## WORK REQUEST:
Filter these entries, keeping only lines that hold the word "Some".

[Collected data entries]
>>

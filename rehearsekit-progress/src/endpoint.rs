//! Progress channel address resolution
//!
//! Behind the public reverse proxy everything is reached over TLS on a single origin, so the
//! channel lives on that same origin. Plain-HTTP setups (local development, LAN installs) run the
//! progress service on its own host/port, which comes from configuration.

use rehearsekit_shared::config::{ApiConfig, ProgressConfig};
use rehearsekit_shared::{RehearseError, Result};
use url::Url;

/// Where the application itself is being served from
#[derive(Debug, Clone, PartialEq, Eq)]
pub struct HostContext {
    origin: Url,
}

impl HostContext {
    pub fn parse(origin: &str) -> Result<Self> {
        let origin = Url::parse(origin)?;
        if origin.host_str().is_none() {
            return Err(RehearseError::Config(format!(
                "host origin has no host: {origin}"
            )));
        }
        Ok(Self { origin })
    }

    pub fn is_secure(&self) -> bool {
        self.origin.scheme() == "https"
    }

    /// host[:port] exactly as the origin carries it
    pub fn authority(&self) -> String {
        match (self.origin.host_str(), self.origin.port()) {
            (Some(host), Some(port)) => format!("{host}:{port}"),
            (Some(host), None) => host.to_string(),
            (None, _) => String::new(),
        }
    }

    /// API origin matching this host: same origin over https, configured origin otherwise
    pub fn api_base(&self, config: &ApiConfig) -> String {
        if self.is_secure() {
            format!("https://{}", self.authority())
        } else {
            config.resolved_api_url()
        }
    }
}

/// Resolved channel base plus the proxy path prefix
#[derive(Debug, Clone, PartialEq, Eq)]
pub struct ProgressEndpoint {
    base: Url,
    path_prefix: String,
}

impl ProgressEndpoint {
    /// Resolve the channel base for an optional hosting context
    pub fn resolve(host: Option<&HostContext>, config: &ProgressConfig) -> Result<Self> {
        let base = match host {
            Some(host) if host.is_secure() => format!("wss://{}", host.authority()),
            _ => config.resolved_ws_url(),
        };

        Self::new(&base, &config.path_prefix)
    }

    pub fn new(base: &str, path_prefix: &str) -> Result<Self> {
        let base = Url::parse(base.trim_end_matches('/'))?;

        if !matches!(base.scheme(), "ws" | "wss") {
            return Err(RehearseError::Config(format!(
                "progress channel URL must use ws:// or wss://, got {base}"
            )));
        }
        if base.cannot_be_a_base() || base.host_str().is_none() {
            return Err(RehearseError::Config(format!(
                "progress channel URL has no host: {base}"
            )));
        }

        Ok(Self {
            base,
            path_prefix: path_prefix.trim_matches('/').to_string(),
        })
    }

    pub fn base(&self) -> &Url {
        &self.base
    }

    /// `<base>/<prefix>/jobs/{job_id}/progress`, the job id encoded as a single segment
    pub fn channel_url(&self, job_id: &str) -> Result<Url> {
        if job_id.is_empty() {
            return Err(RehearseError::Config("job id is empty".to_string()));
        }

        let mut url = self.base.clone();
        {
            let mut segments = url.path_segments_mut().map_err(|_| {
                RehearseError::Config(format!("cannot append path to {}", self.base))
            })?;
            segments.pop_if_empty();
            segments.extend(self.path_prefix.split('/').filter(|s| !s.is_empty()));
            segments.extend(["jobs", job_id, "progress"]);
        }

        Ok(url)
    }
}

<<

## ANSWER BOX:
            (Some(host), Some(port)) => format!("{host}:{port}"),
            (Some(host), None) => host.to_string(),
            Some(host) if host.is_secure() => format!("wss://{}", host.authority()),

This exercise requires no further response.